## Stored data:
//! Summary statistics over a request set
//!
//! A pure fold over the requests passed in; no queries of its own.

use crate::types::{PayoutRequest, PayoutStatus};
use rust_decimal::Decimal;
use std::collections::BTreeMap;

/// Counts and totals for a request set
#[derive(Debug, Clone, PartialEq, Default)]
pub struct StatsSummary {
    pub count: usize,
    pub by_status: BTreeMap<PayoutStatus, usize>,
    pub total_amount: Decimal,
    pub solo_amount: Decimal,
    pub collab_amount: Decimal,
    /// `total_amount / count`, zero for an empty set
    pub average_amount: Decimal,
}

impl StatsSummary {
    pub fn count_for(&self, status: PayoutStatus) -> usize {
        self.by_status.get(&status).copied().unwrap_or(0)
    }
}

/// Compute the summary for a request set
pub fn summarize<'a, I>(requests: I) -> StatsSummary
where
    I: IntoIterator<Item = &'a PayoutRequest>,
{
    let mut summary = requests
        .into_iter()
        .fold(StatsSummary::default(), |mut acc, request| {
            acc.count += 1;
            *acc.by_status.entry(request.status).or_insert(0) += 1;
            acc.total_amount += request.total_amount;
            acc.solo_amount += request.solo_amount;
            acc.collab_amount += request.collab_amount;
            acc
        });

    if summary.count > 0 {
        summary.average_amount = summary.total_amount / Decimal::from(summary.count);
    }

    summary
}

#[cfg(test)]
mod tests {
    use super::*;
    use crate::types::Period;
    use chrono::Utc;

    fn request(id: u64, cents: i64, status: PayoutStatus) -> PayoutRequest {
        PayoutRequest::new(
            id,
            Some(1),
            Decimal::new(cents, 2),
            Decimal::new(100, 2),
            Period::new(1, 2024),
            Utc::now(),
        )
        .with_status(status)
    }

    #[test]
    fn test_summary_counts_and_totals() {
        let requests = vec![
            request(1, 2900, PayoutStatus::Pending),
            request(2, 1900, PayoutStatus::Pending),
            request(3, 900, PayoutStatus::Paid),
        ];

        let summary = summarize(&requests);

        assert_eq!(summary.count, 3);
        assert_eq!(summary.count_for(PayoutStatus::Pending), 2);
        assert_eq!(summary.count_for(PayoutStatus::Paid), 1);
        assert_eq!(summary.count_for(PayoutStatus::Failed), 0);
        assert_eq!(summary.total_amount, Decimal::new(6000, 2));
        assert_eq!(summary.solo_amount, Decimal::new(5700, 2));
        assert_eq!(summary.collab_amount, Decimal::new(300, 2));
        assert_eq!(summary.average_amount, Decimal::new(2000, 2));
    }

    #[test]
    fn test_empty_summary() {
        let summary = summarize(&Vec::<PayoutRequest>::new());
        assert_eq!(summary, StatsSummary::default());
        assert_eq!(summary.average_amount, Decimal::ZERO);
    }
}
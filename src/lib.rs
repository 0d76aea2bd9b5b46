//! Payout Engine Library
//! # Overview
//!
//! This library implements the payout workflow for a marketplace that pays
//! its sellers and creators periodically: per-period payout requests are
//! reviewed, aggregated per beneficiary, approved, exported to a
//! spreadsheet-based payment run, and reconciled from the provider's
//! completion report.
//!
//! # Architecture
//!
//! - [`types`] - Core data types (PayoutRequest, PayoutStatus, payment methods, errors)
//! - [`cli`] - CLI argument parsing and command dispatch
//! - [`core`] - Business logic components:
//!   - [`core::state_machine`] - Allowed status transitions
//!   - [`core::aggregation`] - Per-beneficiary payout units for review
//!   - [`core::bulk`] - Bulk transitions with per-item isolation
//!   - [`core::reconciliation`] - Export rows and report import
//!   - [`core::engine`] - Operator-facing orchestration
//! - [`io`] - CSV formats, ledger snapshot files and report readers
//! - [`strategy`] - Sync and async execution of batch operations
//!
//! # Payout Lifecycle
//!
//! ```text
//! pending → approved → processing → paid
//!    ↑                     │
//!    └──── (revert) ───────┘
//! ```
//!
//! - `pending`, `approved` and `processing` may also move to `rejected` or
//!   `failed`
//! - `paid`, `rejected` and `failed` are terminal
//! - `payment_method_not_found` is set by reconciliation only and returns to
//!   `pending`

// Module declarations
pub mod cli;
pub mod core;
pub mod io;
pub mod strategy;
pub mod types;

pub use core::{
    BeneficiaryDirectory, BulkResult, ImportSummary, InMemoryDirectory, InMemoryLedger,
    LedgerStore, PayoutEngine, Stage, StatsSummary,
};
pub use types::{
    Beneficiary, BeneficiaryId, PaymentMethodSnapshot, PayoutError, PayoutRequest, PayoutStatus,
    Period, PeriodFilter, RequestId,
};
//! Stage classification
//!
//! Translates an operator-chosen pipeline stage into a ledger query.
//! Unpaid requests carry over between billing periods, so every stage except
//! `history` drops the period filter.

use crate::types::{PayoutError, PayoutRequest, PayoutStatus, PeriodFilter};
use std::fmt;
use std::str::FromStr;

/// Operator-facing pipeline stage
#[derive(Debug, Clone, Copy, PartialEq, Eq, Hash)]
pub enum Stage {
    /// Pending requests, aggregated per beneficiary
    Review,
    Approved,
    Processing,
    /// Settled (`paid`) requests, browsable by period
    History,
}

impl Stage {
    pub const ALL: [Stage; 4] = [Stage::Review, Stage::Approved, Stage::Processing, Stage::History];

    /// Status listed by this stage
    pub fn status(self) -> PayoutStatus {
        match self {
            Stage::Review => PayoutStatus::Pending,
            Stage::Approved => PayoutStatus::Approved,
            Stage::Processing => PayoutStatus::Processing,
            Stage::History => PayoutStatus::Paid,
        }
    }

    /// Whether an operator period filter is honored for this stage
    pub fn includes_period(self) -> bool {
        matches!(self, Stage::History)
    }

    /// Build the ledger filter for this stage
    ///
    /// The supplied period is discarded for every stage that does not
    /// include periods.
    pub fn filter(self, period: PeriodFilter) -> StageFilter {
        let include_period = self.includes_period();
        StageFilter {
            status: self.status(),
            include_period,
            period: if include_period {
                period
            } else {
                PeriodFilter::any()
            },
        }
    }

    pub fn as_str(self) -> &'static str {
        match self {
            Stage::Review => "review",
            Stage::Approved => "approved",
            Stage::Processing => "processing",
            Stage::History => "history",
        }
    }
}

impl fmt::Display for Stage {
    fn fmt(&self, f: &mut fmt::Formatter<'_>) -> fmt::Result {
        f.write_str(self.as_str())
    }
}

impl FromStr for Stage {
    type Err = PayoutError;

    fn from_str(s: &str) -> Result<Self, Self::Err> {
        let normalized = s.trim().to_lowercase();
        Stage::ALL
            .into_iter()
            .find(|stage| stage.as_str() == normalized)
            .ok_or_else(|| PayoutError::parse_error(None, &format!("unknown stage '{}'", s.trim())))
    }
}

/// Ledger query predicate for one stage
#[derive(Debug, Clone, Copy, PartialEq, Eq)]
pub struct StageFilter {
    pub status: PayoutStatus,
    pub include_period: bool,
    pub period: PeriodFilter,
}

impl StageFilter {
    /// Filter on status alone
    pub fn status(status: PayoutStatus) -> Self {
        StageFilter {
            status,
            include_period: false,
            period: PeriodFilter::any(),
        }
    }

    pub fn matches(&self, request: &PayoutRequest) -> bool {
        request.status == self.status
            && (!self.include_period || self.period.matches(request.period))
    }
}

## Directions for this task:
When the line with "the period filter." is reached in the data above, start copying there, and copy each line exactly until the line with "pub const ALL: [Stage;" has been copied; copy nothing else.

## Problem solution:
//! `history` drops the period filter.

use crate::types::{PayoutError, PayoutRequest, PayoutStatus, PeriodFilter};
use std::fmt;
use std::str::FromStr;

/// Operator-facing pipeline stage
#[derive(Debug, Clone, Copy, PartialEq, Eq, Hash)]
pub enum Stage {
    /// Pending requests, aggregated per beneficiary
    Review,
    Approved,
    Processing,
    /// Settled (`paid`) requests, browsable by period
    History,
}

impl Stage {
    pub const ALL: [Stage; 4] = [Stage::Review, Stage::Approved, Stage::Processing, Stage::History];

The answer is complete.